INPUT RECORDS —
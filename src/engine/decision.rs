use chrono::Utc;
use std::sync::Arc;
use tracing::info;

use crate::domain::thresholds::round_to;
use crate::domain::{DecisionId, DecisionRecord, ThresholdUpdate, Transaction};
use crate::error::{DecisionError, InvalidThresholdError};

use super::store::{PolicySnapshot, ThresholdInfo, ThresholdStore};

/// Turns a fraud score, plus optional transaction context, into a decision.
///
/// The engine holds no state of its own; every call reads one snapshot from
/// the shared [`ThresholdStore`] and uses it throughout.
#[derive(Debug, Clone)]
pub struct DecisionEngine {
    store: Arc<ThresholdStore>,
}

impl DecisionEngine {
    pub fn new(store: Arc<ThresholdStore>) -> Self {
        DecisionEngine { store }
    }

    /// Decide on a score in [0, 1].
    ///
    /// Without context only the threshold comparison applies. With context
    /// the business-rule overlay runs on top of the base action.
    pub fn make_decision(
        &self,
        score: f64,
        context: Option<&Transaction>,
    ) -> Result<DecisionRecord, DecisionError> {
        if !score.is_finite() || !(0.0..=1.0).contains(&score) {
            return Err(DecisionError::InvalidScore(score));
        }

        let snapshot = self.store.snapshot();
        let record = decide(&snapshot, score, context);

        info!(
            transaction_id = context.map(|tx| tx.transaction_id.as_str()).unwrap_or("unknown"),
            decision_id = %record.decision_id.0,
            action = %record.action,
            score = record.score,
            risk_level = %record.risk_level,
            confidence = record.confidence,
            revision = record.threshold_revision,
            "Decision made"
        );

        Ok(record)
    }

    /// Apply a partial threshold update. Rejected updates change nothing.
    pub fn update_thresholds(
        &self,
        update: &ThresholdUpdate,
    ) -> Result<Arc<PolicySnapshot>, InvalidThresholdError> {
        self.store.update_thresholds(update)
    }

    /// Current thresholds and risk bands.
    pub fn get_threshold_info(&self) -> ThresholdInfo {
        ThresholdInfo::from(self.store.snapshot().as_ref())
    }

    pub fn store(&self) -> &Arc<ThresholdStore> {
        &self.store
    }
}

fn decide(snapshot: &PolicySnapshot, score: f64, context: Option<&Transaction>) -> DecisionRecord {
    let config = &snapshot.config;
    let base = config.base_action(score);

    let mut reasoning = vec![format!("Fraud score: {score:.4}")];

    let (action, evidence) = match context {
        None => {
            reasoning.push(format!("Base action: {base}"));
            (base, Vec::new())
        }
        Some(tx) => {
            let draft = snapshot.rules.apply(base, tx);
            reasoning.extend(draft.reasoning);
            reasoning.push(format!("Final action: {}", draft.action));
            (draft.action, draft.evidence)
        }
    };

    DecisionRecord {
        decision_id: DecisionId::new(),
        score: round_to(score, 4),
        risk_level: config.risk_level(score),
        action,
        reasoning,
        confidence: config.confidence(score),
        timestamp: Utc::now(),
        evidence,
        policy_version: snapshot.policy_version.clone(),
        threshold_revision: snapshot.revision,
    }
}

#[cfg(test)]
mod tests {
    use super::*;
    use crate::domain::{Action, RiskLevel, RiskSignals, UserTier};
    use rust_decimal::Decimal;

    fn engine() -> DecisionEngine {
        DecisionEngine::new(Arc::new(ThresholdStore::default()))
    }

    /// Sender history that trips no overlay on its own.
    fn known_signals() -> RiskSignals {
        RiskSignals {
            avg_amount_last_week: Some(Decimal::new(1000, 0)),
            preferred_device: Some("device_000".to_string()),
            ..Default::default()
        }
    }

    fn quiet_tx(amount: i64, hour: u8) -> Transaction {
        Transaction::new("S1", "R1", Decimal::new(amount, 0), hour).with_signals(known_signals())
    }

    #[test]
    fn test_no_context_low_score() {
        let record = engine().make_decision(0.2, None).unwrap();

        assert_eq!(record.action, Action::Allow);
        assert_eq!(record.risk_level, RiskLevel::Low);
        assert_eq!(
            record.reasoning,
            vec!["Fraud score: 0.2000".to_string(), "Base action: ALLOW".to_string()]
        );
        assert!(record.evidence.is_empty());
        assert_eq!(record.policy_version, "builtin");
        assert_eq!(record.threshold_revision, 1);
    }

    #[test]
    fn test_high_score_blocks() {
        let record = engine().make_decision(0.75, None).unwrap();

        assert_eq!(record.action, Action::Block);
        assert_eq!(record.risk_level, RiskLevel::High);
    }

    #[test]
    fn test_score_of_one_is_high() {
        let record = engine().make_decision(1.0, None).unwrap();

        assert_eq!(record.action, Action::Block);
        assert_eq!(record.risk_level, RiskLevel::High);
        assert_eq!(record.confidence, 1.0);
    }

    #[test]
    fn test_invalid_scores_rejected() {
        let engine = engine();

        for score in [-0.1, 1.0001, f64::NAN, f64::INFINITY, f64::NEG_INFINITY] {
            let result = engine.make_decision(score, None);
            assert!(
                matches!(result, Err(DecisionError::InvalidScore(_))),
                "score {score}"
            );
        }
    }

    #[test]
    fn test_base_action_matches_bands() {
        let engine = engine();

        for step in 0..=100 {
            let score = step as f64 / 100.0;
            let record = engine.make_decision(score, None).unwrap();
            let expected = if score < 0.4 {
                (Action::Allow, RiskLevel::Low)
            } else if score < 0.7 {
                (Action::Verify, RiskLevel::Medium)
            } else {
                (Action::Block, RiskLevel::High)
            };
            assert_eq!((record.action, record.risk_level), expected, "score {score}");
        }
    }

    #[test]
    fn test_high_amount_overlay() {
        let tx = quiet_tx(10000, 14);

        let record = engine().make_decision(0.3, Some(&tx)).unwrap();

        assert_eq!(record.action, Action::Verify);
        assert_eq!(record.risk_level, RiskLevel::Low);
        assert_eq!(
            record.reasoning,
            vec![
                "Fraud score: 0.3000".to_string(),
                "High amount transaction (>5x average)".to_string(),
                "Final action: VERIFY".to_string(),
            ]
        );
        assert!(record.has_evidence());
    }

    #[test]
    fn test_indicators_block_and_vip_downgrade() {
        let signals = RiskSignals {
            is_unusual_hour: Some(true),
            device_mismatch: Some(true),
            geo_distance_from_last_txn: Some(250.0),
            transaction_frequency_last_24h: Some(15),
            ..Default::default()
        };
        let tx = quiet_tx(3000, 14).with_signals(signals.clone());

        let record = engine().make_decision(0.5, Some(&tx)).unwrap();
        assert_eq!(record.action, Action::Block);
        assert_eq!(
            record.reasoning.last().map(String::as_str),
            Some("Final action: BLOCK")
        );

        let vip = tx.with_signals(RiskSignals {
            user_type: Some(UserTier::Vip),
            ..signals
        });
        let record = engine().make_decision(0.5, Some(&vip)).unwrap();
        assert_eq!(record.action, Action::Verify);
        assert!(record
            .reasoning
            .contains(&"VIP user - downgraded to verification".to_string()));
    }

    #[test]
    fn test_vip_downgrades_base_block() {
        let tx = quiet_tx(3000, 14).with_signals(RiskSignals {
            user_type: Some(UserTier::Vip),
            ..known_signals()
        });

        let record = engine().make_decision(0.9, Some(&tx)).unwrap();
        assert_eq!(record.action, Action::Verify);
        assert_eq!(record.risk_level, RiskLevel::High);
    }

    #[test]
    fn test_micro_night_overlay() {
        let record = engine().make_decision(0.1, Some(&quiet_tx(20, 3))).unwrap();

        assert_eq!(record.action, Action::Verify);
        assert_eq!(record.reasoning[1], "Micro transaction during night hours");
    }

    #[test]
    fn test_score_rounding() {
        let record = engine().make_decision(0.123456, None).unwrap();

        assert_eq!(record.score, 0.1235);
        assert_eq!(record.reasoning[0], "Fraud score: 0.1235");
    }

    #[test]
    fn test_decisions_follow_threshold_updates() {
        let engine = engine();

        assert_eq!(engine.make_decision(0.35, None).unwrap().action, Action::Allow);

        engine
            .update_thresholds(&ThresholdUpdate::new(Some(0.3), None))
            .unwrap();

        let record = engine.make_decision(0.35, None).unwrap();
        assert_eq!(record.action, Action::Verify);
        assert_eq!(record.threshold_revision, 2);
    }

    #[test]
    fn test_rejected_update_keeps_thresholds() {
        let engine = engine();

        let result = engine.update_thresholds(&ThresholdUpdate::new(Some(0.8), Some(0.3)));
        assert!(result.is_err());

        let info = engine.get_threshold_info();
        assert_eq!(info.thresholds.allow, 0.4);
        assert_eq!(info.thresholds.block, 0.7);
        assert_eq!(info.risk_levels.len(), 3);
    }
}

TASK DESCRIPTION —
Make a copy of each line in the records that has the word "step".

YOUR SOLUTION —
        for step in 0..=100 {
            let score = step as f64 / 100.0;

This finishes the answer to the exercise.